Генри Филдинг - Дневник путешествия в Лиссабон
Когда покойный сэр Роберт Уолпол, один из лучших людей и министров на свете, ежегодно преподносил нам новую флотилию в Спитхеде, даже враги его вкуса не могли не признать, что он дарил нации прекрасное зрелище за ее деньги.[85] Куда более прекрасное, чем построенный за те же деньги военный лагерь. Ибо в самом деле, какую мысль может вызвать в уме множество мелких бараков лучше той, что множество людей объединялись в общество еще до того, как стало известно искусство строить более основательные дома? Это, может быть, и было бы приятно, но есть мысль и похуже, и она заслоняет первую, – о том, что здесь приютилась целая банда головорезов, опора тирании, угроза справедливым свободам и правам человечества, грабители трудолюбивых, насильники над целомудрием, убийцы невинных; словом – разрушители изобилия, мира и безопасности своих ближних.
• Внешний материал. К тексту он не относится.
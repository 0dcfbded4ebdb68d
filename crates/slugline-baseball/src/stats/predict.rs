// Next-game prediction: a fixed linear blend of three per-game averages.

use serde::Serialize;
use slugline_core::config::{MissingAverage, PredictionWeights};

use crate::stats::category::Category;
use crate::stats::events::ClassifiedEvent;
use crate::stats::games::{daily_totals, GameStatLine};
use crate::stats::{mean, round2};

/// Categories included in the predicted stat line.
pub const PREDICTED_CATEGORIES: [Category; 5] = [
    Category::Singles,
    Category::Doubles,
    Category::Triples,
    Category::HomeRuns,
    Category::TotalBases,
];

/// The three averages feeding one prediction. `None` means no games
/// supported that average.
#[derive(Debug, Clone, Copy, PartialEq, Default, Serialize)]
pub struct BlendInputs {
    pub season: Option<f64>,
    pub vs_opponent: Option<f64>,
    pub recent: Option<f64>,
}

/// Blend the three averages and round to two decimals. No clamping is
/// applied, so count-like categories can exceed 1.0.
pub fn blend(inputs: BlendInputs, weights: &PredictionWeights, missing: MissingAverage) -> f64 {
    let terms = [
        (inputs.season, weights.season),
        (inputs.vs_opponent, weights.opponent),
        (inputs.recent, weights.recent),
    ];
    let raw = match missing {
        MissingAverage::Zero => terms
            .iter()
            .map(|(avg, w)| avg.unwrap_or(0.0) * w)
            .sum::<f64>(),
        MissingAverage::Renormalize => {
            let defined_weight: f64 = terms
                .iter()
                .filter(|(avg, _)| avg.is_some())
                .map(|(_, w)| w)
                .sum();
            if defined_weight <= 0.0 {
                0.0
            } else {
                terms
                    .iter()
                    .filter_map(|(avg, w)| avg.map(|a| a * w))
                    .sum::<f64>()
                    / defined_weight
            }
        }
    };
    round2(raw)
}

/// `round(0.4·season + 0.3·vs_opponent + 0.3·recent, 2)`, with undefined
/// averages counted as zero.
pub fn predict_next_game(season: Option<f64>, vs_opponent: Option<f64>, recent: Option<f64>) -> f64 {
    blend(
        BlendInputs {
            season,
            vs_opponent,
            recent,
        },
        &PredictionWeights::default(),
        MissingAverage::Zero,
    )
}

/// Expected value for one category.
#[derive(Debug, Clone, Copy, PartialEq, Serialize)]
pub struct PredictedStat {
    pub category: Category,
    pub inputs: BlendInputs,
    pub expected: f64,
}

impl PredictedStat {
    /// Expected value as a whole-number percentage, for rate-like
    /// categories. Total bases reads as a raw count instead.
    pub fn chance_percent(&self) -> Option<i64> {
        self.category
            .is_rate_like()
            .then(|| (self.expected * 100.0).round() as i64)
    }
}

/// Predicted values for every category in `PREDICTED_CATEGORIES`.
#[derive(Debug, Clone, PartialEq, Serialize)]
pub struct PredictedStatLine {
    pub stats: Vec<PredictedStat>,
}

impl PredictedStatLine {
    pub fn get(&self, category: Category) -> Option<&PredictedStat> {
        self.stats.iter().find(|s| s.category == category)
    }

    pub fn expected(&self, category: Category) -> Option<f64> {
        self.get(category).map(|s| s.expected)
    }
}

/// Build the predicted stat line.
///
/// - season average: mean per-date total over `all_events`
/// - opponent average: mean per-date total over `opponent_events`
/// - recent average: mean over `recent_games`
pub fn predict_stat_line(
    all_events: &[ClassifiedEvent],
    opponent_events: &[ClassifiedEvent],
    recent_games: &[GameStatLine],
    weights: &PredictionWeights,
    missing: MissingAverage,
) -> PredictedStatLine {
    let stats = PREDICTED_CATEGORIES
        .iter()
        .map(|&category| {
            let inputs = BlendInputs {
                season: daily_mean(all_events, category),
                vs_opponent: daily_mean(opponent_events, category),
                recent: mean(recent_games.iter().map(|g| category.game_value(g) as f64)),
            };
            PredictedStat {
                category,
                inputs,
                expected: blend(inputs, weights, missing),
            }
        })
        .collect();
    PredictedStatLine { stats }
}

fn daily_mean(events: &[ClassifiedEvent], category: Category) -> Option<f64> {
    mean(
        daily_totals(events, category)
            .into_iter()
            .map(|(_, total)| total as f64),
    )
}

#[cfg(test)]
mod tests {
    use super::*;
    use crate::stats::events::{classify, RawPlateAppearance};
    use crate::stats::games::aggregate;
    use chrono::NaiveDate;

    fn close(a: f64, b: f64) -> bool {
        (a - b).abs() < 1e-9
    }

    #[test]
    fn fixed_blend_example() {
        let p = predict_next_game(Some(0.30), Some(0.50), Some(0.20));
        assert!(close(p, 0.33), "got {p}");
    }

    #[test]
    fn missing_average_counts_as_zero() {
        let p = predict_next_game(Some(0.30), None, Some(0.20));
        // 0.12 + 0 + 0.06
        assert!(close(p, 0.18), "got {p}");
        assert!(close(predict_next_game(None, None, None), 0.0));
    }

    #[test]
    fn renormalize_drops_missing_weight() {
        let inputs = BlendInputs {
            season: Some(0.30),
            vs_opponent: None,
            recent: Some(0.20),
        };
        let p = blend(inputs, &PredictionWeights::default(), MissingAverage::Renormalize);
        // (0.12 + 0.06) / 0.7
        assert!(close(p, 0.26), "got {p}");

        let none = blend(
            BlendInputs::default(),
            &PredictionWeights::default(),
            MissingAverage::Renormalize,
        );
        assert!(close(none, 0.0));
    }

    #[test]
    fn renormalize_matches_zero_fill_when_all_defined() {
        let inputs = BlendInputs {
            season: Some(1.2),
            vs_opponent: Some(0.8),
            recent: Some(2.0),
        };
        let w = PredictionWeights::default();
        assert!(close(
            blend(inputs, &w, MissingAverage::Zero),
            blend(inputs, &w, MissingAverage::Renormalize)
        ));
    }

    #[test]
    fn no_clamping_above_one() {
        let p = predict_next_game(Some(2.0), Some(3.0), Some(1.0));
        // 0.8 + 0.9 + 0.3
        assert!(close(p, 2.0), "got {p}");
    }

    fn pa(day: u32, home: &str, event: &str) -> RawPlateAppearance {
        RawPlateAppearance {
            game_date: NaiveDate::from_ymd_opt(2025, 6, day),
            events: Some(event.to_string()),
            inning_topbot: Some("Top".to_string()),
            home_team: Some(home.to_string()),
            away_team: Some("LAD".to_string()),
            ..Default::default()
        }
    }

    #[test]
    fn stat_line_from_events() {
        let all = classify(&[
            pa(1, "SF", "single"),
            pa(1, "SF", "home_run"),
            pa(2, "SD", "strikeout"),
            pa(3, "SF", "double"),
        ]);
        let vs_sf: Vec<ClassifiedEvent> = all.iter().filter(|e| e.opponent == "SF").cloned().collect();
        let recent = aggregate(&vs_sf);

        let line = predict_stat_line(
            &all,
            &vs_sf,
            &recent,
            &PredictionWeights::default(),
            MissingAverage::Zero,
        );
        assert_eq!(line.stats.len(), PREDICTED_CATEGORIES.len());

        // Singles: season 1/3, vs SF 1/2, recent 1/2.
        let singles = line.get(Category::Singles).unwrap();
        assert!(close(singles.inputs.season.unwrap(), 1.0 / 3.0));
        assert!(close(singles.inputs.vs_opponent.unwrap(), 0.5));
        assert!(close(singles.expected, 0.43), "got {}", singles.expected);
        assert_eq!(singles.chance_percent(), Some(43));

        // Total bases: season 7/3, vs SF 7/2, recent 7/2.
        let tb = line.get(Category::TotalBases).unwrap();
        let expected: f64 = 0.4 * (7.0 / 3.0) + 0.3 * 3.5 + 0.3 * 3.5;
        assert!(close(tb.expected, (expected * 100.0).round() / 100.0));
        assert_eq!(tb.chance_percent(), None);
    }

    #[test]
    fn empty_opponent_sample_lowers_prediction() {
        let all = classify(&[pa(1, "SF", "single"), pa(2, "SF", "single")]);
        let recent = aggregate(&all);
        let line = predict_stat_line(
            &all,
            &[],
            &recent,
            &PredictionWeights::default(),
            MissingAverage::Zero,
        );
        let singles = line.get(Category::Singles).unwrap();
        assert_eq!(singles.inputs.vs_opponent, None);
        assert!(close(singles.expected, 0.7));
        assert!(close(line.expected(Category::Singles).unwrap(), 0.7));
    }

    #[test]
    fn empty_everything_predicts_zero() {
        let line = predict_stat_line(
            &[],
            &[],
            &[],
            &PredictionWeights::default(),
            MissingAverage::Zero,
        );
        assert!(line.stats.iter().all(|s| close(s.expected, 0.0)));
    }
}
Можно спросить: а что же такое эти военные суда, так чарующие наши взоры? Разве и они не опора тирании, угнетатели невинности, несущие смерть и разорение всюду, куда их хозяевам угодно их послать? Да, это так; и хотя военный корабль своими размерами и оснасткой превосходит корабль торговый, я от души желаю, чтобы он оказался не нужен; пусть там я вижу превосходящую красоту, тут меня больше радует превосходящее совершенство мысли, когда я думаю об искусстве и усердии человечества, занятого ежедневным улучшением торговли на общее благо всех стран, на упорядочение и счастье общественной жизни.
Привлекательная эта деревня расположена на отлогом подъеме, откуда и открывается прелестный вид, только что мною описанный. Почва его – гравий, и это, а также уклон, сохраняют ее такой сухой, что сразу после сильного ливня молодая франтиха может там пройти, не замочив своих шелковых туфель. О плодородности здешней почвы свидетельствует несравненная зелень, и большие, роскошные вязы дают такую тень, что узкие улочки сливаются в естественные рощи, регулярностью расположения соперничающие с силой искусства, а необузданной пышностью легко ее превосходящие.
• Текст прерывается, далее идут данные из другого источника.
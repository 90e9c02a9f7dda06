//! HTTP server module for the songshelf service
//!
//! Exposes the songs table as a REST API on top of axum. Handlers parse and
//! validate the request, call into the data layer and the enrichment client,
//! and serialize JSON responses; status-code mapping lives in `error`.

pub mod dto;
pub mod error;
pub mod handlers;
pub mod router;
pub mod state;

pub use router::create_router;
pub use state::AppState;
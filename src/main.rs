use clap::Parser;
use std::time::Duration;
use tracing::info;

mod config;
mod core;
mod error;
mod http;
mod utils;

use crate::config::Config;
use crate::core::data::Database;
use crate::core::services::EnrichmentClient;
use crate::error::Result;
use crate::http::AppState;

#[derive(Parser)]
#[command(name = "songshelf")]
#[command(about = "HTTP service for managing a song library with lyrics pagination")]
#[command(version)]
struct Cli {
    /// Enable verbose logging
    #[arg(short, long)]
    verbose: bool,

    /// Env file path (optional)
    #[arg(short, long)]
    env_file: Option<String>,
}

#[tokio::main]
async fn main() -> Result<()> {
    let cli = Cli::parse();

    utils::logging::init_logging(cli.verbose).map_err(crate::error::SongshelfError::Internal)?;

    let config = Config::load(cli.env_file.as_deref())?;

    let db = Database::open(&config.database_path)?;
    let enrichment = EnrichmentClient::new(
        &config.external_api_url,
        Duration::from_secs(config.enrichment_timeout_seconds),
    );
    let state = AppState::new(db, enrichment);

    let app = http::create_router(state);
    let listener = tokio::net::TcpListener::bind(config.listen_addr).await?;
    info!("Listening on {}", config.listen_addr);

    axum::serve(listener, app)
        .with_graceful_shutdown(shutdown_signal())
        .await?;

    info!("Server stopped");
    Ok(())
}

async fn shutdown_signal() {
    let ctrl_c = async {
        tokio::signal::ctrl_c()
            .await
            .expect("Failed to install Ctrl+C handler");
    };

    #[cfg(unix)]
    let terminate = async {
        tokio::signal::unix::signal(tokio::signal::unix::SignalKind::terminate())
            .expect("Failed to create SIGTERM handler")
            .recv()
            .await;
    };

    #[cfg(not(unix))]
    let terminate = std::future::pending::<()>();

    tokio::select! {
        _ = ctrl_c => info!("Received Ctrl+C, shutting down"),
        _ = terminate => info!("Received SIGTERM, shutting down"),
    }
}
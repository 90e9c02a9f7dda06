//! Client for the external song metadata API
//!
//! Called once per create request: `GET {base}/info?group=..&song=..` is
//! expected to answer 200 with the release date, full lyrics text, and a
//! media link for the song. There is no retry policy; a failed call fails
//! the create.

use reqwest;
use serde::Deserialize;
use std::time::Duration;
use tracing::debug;

use crate::error::{EnrichmentError, Result};

/// Response shape of the enrichment endpoint. Missing fields decode as empty
/// strings, matching what gets stored for a song the API knows nothing about.
#[derive(Debug, Clone, Deserialize)]
#[serde(rename_all = "camelCase")]
pub struct SongDetails {
    #[serde(default)]
    pub release_date: String,
    #[serde(default)]
    pub text: String,
    #[serde(default)]
    pub link: String,
}

#[derive(Clone)]
pub struct EnrichmentClient {
    client: reqwest::Client,
    base_url: String,
}

impl EnrichmentClient {
    pub fn new(base_url: &str, timeout: Duration) -> Self {
        let version = env!("CARGO_PKG_VERSION");
        let user_agent = format!("songshelf v{}", version);

        let client = reqwest::Client::builder()
            .timeout(timeout)
            .user_agent(user_agent)
            .build()
            .expect("Failed to create HTTP client");

        Self {
            client,
            base_url: base_url.trim_end_matches('/').to_string(),
        }
    }

    /// Fetch release date, lyrics, and link for a new song. Query parameters
    /// are percent-encoded by the client, so reserved characters in group or
    /// title survive the round trip.
    pub async fn fetch_song_details(&self, group: &str, title: &str) -> Result<SongDetails> {
        let url = format!("{}/info", self.base_url);
        debug!("Requesting enrichment for: {} - {}", group, title);

        let response = self
            .client
            .get(&url)
            .query(&[("group", group), ("song", title)])
            .send()
            .await
            .map_err(EnrichmentError::Http)?;

        let status = response.status();
        if !status.is_success() {
            return Err(EnrichmentError::Status { status }.into());
        }

        let body = response.text().await.map_err(EnrichmentError::Http)?;
        let details: SongDetails =
            serde_json::from_str(&body).map_err(EnrichmentError::Decode)?;

        Ok(details)
    }
}

#[cfg(test)]
mod tests {
    use super::*;

    #[test]
    fn test_base_url_trailing_slash_is_trimmed() {
        let client = EnrichmentClient::new("http://music-info.example/", Duration::from_secs(10));
        assert_eq!(client.base_url, "http://music-info.example");
    }

    #[test]
    fn test_song_details_decode() {
        let details: SongDetails = serde_json::from_str(
            r#"{"releaseDate":"16.07.2006","text":"Ooh baby\n\ndon't you know","link":"https://example.com/watch"}"#,
        )
        .unwrap();
        assert_eq!(details.release_date, "16.07.2006");
        assert_eq!(details.text, "Ooh baby\n\ndon't you know");
        assert_eq!(details.link, "https://example.com/watch");
    }

    #[test]
    fn test_song_details_missing_fields_default_to_empty() {
        let details: SongDetails = serde_json::from_str(r#"{"releaseDate":"01.01.2000"}"#).unwrap();
        assert_eq!(details.release_date, "01.01.2000");
        assert_eq!(details.text, "");
        assert_eq!(details.link, "");
    }

    #[test]
    fn test_song_details_rejects_non_object_body() {
        assert!(serde_json::from_str::<SongDetails>("\"not an object\"").is_err());
    }
}
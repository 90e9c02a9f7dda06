//! Utility modules for common functionality
//!
//! This module contains utility functions and helpers used throughout the application:
//! - `logging`: Logging configuration and setup

pub mod logging;
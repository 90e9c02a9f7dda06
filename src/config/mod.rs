use std::fs;
use std::net::SocketAddr;
use std::path::PathBuf;

use directories::ProjectDirs;
use tracing::warn;
use url::Url;

use crate::error::{ConfigError, Result, SongshelfError};

pub mod env;

pub use env::{EnvParser, EnvVars};

fn default_enrichment_timeout_seconds() -> u64 {
    10
}

#[derive(Debug, Clone)]
pub struct Config {
    /// Database file path
    pub database_path: PathBuf,

    /// Base URL of the external enrichment API
    pub external_api_url: String,

    /// Address the HTTP server binds to
    pub listen_addr: SocketAddr,

    /// Request timeout for the enrichment call (seconds)
    pub enrichment_timeout_seconds: u64,
}

impl Config {
    pub fn load(env_file: Option<&str>) -> Result<Self> {
        // Honor .env files for Docker and development
        match env_file {
            Some(path) => {
                dotenvy::from_path(path).map_err(|e| SongshelfError::Internal(e.into()))?;
            }
            None => {
                dotenvy::dotenv().ok();
            }
        }

        let database_path = match EnvParser::parse_path(EnvVars::DATABASE_PATH)? {
            Some(path) => path,
            None => Self::default_database_path(),
        };

        let external_api_url = EnvParser::parse_string(EnvVars::EXTERNAL_API_URL)?
            .ok_or(SongshelfError::Config(ConfigError::MissingVar {
                name: EnvVars::EXTERNAL_API_URL,
            }))?;
        // Reject outright-malformed base URLs early instead of on the first create request
        Url::parse(&external_api_url)
            .map_err(|e| SongshelfError::Config(ConfigError::InvalidUrl(e)))?;

        let listen_addr = match EnvParser::parse_string(EnvVars::LISTEN_ADDR)? {
            Some(raw) => raw.parse::<SocketAddr>().map_err(|_| {
                SongshelfError::Config(ConfigError::InvalidValue {
                    name: EnvVars::LISTEN_ADDR.to_string(),
                    value: raw,
                })
            })?,
            None => SocketAddr::from(([0, 0, 0, 0], 8080)),
        };

        let enrichment_timeout_seconds =
            EnvParser::parse_u64(EnvVars::ENRICHMENT_TIMEOUT_SECONDS, 1, 300)?
                .unwrap_or_else(default_enrichment_timeout_seconds);

        // Ensure data directory exists
        if let Some(parent) = database_path.parent() {
            fs::create_dir_all(parent)?;
        }

        Ok(Config {
            database_path,
            external_api_url,
            listen_addr,
            enrichment_timeout_seconds,
        })
    }

    fn default_database_path() -> PathBuf {
        // Use /data only when explicitly running under Docker (DOCKER env var)
        let data_dir = if EnvParser::is_present(EnvVars::DOCKER) {
            PathBuf::from("/data")
        } else {
            match ProjectDirs::from("dev", "songshelf", "songshelf") {
                Some(project_dirs) => project_dirs.data_dir().to_path_buf(),
                None => {
                    warn!("ProjectDirs unavailable; falling back to current directory for data path");
                    PathBuf::from(".")
                }
            }
        };

        data_dir.join("songshelf.db")
    }
}
//! Error handling for the songshelf service
//!
//! This module provides a hierarchical error system with typed variants for
//! each failure class. The HTTP layer maps these to status codes; nothing in
//! the service compares error message strings.

use thiserror::Error;

#[derive(Error, Debug)]
pub enum SongshelfError {
    #[error("Database error: {0}")]
    Database(#[from] DatabaseError),

    #[error("Enrichment error: {0}")]
    Enrichment(#[from] EnrichmentError),

    #[error("Configuration error: {0}")]
    Config(#[from] ConfigError),

    #[error("Validation error: {0}")]
    Validation(String),

    #[error("Song not found: {id}")]
    SongNotFound { id: i64 },

    #[error("I/O error: {0}")]
    Io(#[from] std::io::Error),

    #[error("Internal error: {0}")]
    Internal(#[from] anyhow::Error),
}

#[derive(Error, Debug)]
pub enum DatabaseError {
    #[error("Connection failed: {0}")]
    Connection(#[source] rusqlite::Error),

    #[error("Query failed: {0}")]
    Query(#[source] rusqlite::Error),

    #[error("Migration failed: {0}")]
    Migration(#[source] rusqlite::Error),

    #[error("Transaction failed: {0}")]
    Transaction(#[source] rusqlite::Error),
}

#[derive(Error, Debug)]
pub enum EnrichmentError {
    #[error("HTTP request failed: {0}")]
    Http(#[from] reqwest::Error),

    #[error("Enrichment API returned status {status}")]
    Status { status: reqwest::StatusCode },

    #[error("Enrichment API response invalid: {0}")]
    Decode(#[from] serde_json::Error),
}

#[derive(Error, Debug)]
pub enum ConfigError {
    #[error("Missing required environment variable: {name}")]
    MissingVar { name: &'static str },

    #[error("Invalid value for {name}: '{value}'")]
    InvalidValue { name: String, value: String },

    #[error("Environment variable {name} contains invalid UTF-8")]
    InvalidUtf8 { name: String },

    #[error("Invalid external API URL: {0}")]
    InvalidUrl(#[from] url::ParseError),
}

pub type Result<T> = std::result::Result<T, SongshelfError>;

impl From<rusqlite::Error> for SongshelfError {
    fn from(err: rusqlite::Error) -> Self {
        SongshelfError::Database(DatabaseError::Query(err))
    }
}

impl From<reqwest::Error> for SongshelfError {
    fn from(err: reqwest::Error) -> Self {
        SongshelfError::Enrichment(EnrichmentError::Http(err))
    }
}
На поляне, когда поднимаешься на этот холм, стоит аккуратная маленькая часовня. Она очень мала, но соответствует числу жителей: весь приход – это не более тридцати домов.
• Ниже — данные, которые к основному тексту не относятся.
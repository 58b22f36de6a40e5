//
// chardev.rs
//

use crate::codec::{self, RecordStream, MAX_RECORD_LEN};
use crate::drivers::{abi, CanDevice, CanDevicePtr, RtrRequest};
use crate::filter::{FilterWidth, MaskFilter};
use crate::frame::FrameRecord;
use crate::BusOptions;

use async_trait::async_trait;
use embedded_can::Frame;
use tokio::io::unix::AsyncFd;
use tokio::task;

use std::fs::{File, OpenOptions};
use std::io::{self, Read, Write};
use std::os::fd::AsRawFd;
use std::os::unix::fs::OpenOptionsExt;
use std::path::Path;

/// CAN character device.
///
/// Opened read-write and nonblocking so receive can be multiplexed with
/// console input; reads and writes go through the readiness loop, the
/// control calls are plain ioctls on the same descriptor.
pub struct CanCharDevice {
    fd: AsyncFd<File>,
    opts: BusOptions,
}

impl CanCharDevice {
    pub fn open(path: &Path, opts: BusOptions) -> io::Result<CanCharDevice> {
        let file = OpenOptions::new()
            .read(true)
            .write(true)
            .custom_flags(libc::O_NONBLOCK)
            .open(path)?;
        log::debug!("opened CAN device {} on fd {}", path.display(), file.as_raw_fd());

        Ok(CanCharDevice { fd: AsyncFd::new(file)?, opts })
    }

    fn raw_fd(&self) -> libc::c_int {
        self.fd.get_ref().as_raw_fd()
    }
}

#[async_trait]
impl CanDevice for CanCharDevice {
    async fn read(&mut self, buf: &mut [u8]) -> io::Result<usize> {
        loop {
            let mut guard = self.fd.readable().await?;
            match guard.try_io(|fd| {
                let mut file = fd.get_ref();
                file.read(buf)
            }) {
                Ok(result) => return result,
                Err(_would_block) => continue,
            }
        }
    }

    async fn write(&mut self, buf: &[u8]) -> io::Result<usize> {
        loop {
            let mut guard = self.fd.writable().await?;
            match guard.try_io(|fd| {
                let mut file = fd.get_ref();
                file.write(buf)
            }) {
                Ok(result) => return result,
                Err(_would_block) => continue,
            }
        }
    }

    fn add_filter(&mut self, filter: &MaskFilter) -> io::Result<i32> {
        match filter.width {
            FilterWidth::Standard => {
                let mut ioc = abi::StdFilterIoc::from_filter(filter);
                check(unsafe { libc::ioctl(self.raw_fd(), abi::CANIOC_ADD_STDFILTER, &mut ioc) })
            }
            FilterWidth::Extended => {
                let mut ioc = abi::ExtFilterIoc::from_filter(filter);
                check(unsafe { libc::ioctl(self.raw_fd(), abi::CANIOC_ADD_EXTFILTER, &mut ioc) })
            }
        }
    }

    fn del_filter(&mut self, width: FilterWidth, slot: i32) -> io::Result<()> {
        let request = match width {
            FilterWidth::Standard => abi::CANIOC_DEL_STDFILTER,
            FilterWidth::Extended => abi::CANIOC_DEL_EXTFILTER,
        };
        check(unsafe { libc::ioctl(self.raw_fd(), request, slot as libc::c_ulong) })?;
        Ok(())
    }

    async fn rtr(&mut self, request: RtrRequest) -> io::Result<FrameRecord> {
        // The transaction blocks in the driver until the response or the
        // timeout, so it runs on a blocking thread with its own handle.
        let file = self.fd.get_ref().try_clone()?;
        let opts = self.opts;
        log::debug!("rtr request id {:?} dlc {}", request.id, request.dlc);

        task::spawn_blocking(move || rtr_blocking(&file, request, opts))
            .await
            .map_err(|err| io::Error::new(io::ErrorKind::Other, err))?
    }

    fn try_clone(&self) -> io::Result<CanDevicePtr> {
        let file = self.fd.get_ref().try_clone()?;
        Ok(Box::new(CanCharDevice { fd: AsyncFd::new(file)?, opts: self.opts }))
    }
}

fn rtr_blocking(file: &File, request: RtrRequest, opts: BusOptions) -> io::Result<FrameRecord> {
    let template = FrameRecord::new_remote(request.id, usize::from(request.dlc))
        .ok_or_else(|| io::Error::new(io::ErrorKind::InvalidInput, "requested DLC too large"))?;

    let mut msg = Vec::with_capacity(MAX_RECORD_LEN);
    codec::encode_record(&template, &mut msg);
    msg.resize(MAX_RECORD_LEN, 0);

    let mut ioc = abi::RtrIoc {
        ci_timeout: abi::timespec_from(request.timeout),
        ci_msg: msg.as_mut_ptr(),
    };
    check(unsafe { libc::ioctl(file.as_raw_fd(), abi::CANIOC_RTR, &mut ioc) })?;

    RecordStream::new(&msg, opts)
        .next()
        .ok_or_else(|| io::Error::new(io::ErrorKind::InvalidData, "malformed RTR response"))
}

fn check(ret: libc::c_int) -> io::Result<i32> {
    if ret < 0 {
        Err(io::Error::last_os_error())
    } else {
        Ok(ret)
    }
}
Милях в двух от этого прихода живет учтивая и великодушная женщина, чьей доброте мы столь многим обязаны. Дом ее стоит на холме, чье подножие омывается морем, а с высоты открывается вид на большую часть острова и еще – на противоположный берег. Когда-то этот дом построил некий Бойс, кузнец из Госпорта, которому за большие успехи в браконьерстве досталось 40 000 фунтов стерлингов. На часть этих денег он приобрел здесь участок земли, а место для постройки большого дома выбрал, скорее всего, наобум. Возможно, выбор места подсказала ему забота о продолжении деятельности, которой отсюда было бы удобно развернуться. Во всяком случае, едва ли можно объяснить это тем же вкусом, с каким он обставил дом внутри или, во всяком случае, купил библиотеку – послал книгопродавцу в Лондон 500 фунтов и заказ: на всю эту сумму он желал получить самых красивых книг. Здесь рассказывают всевозможные басни о невежестве, промахах и гордыне, которые этот бедняга и его жена обнаружили за краткое время его процветания, ибо он лишь ненадолго ускользнул от зоркого глаза учреждения, ведающего доходами, и скоро оказался ниже, чем когда-либо в жизни – узником во Флитской тюрьме.[86] Все его имущество было продано – в частности и книги на аукционе в Портсмуте, за весьма низкую цену, ибо выяснилось, что тот книгопродавец хорошо знал свое дело и, решив, что много читать мистеру Бойсу некогда, послал ему не только самый прочный товар из своей лавки, но и многие книги в дубликатах, только под разными заглавиями.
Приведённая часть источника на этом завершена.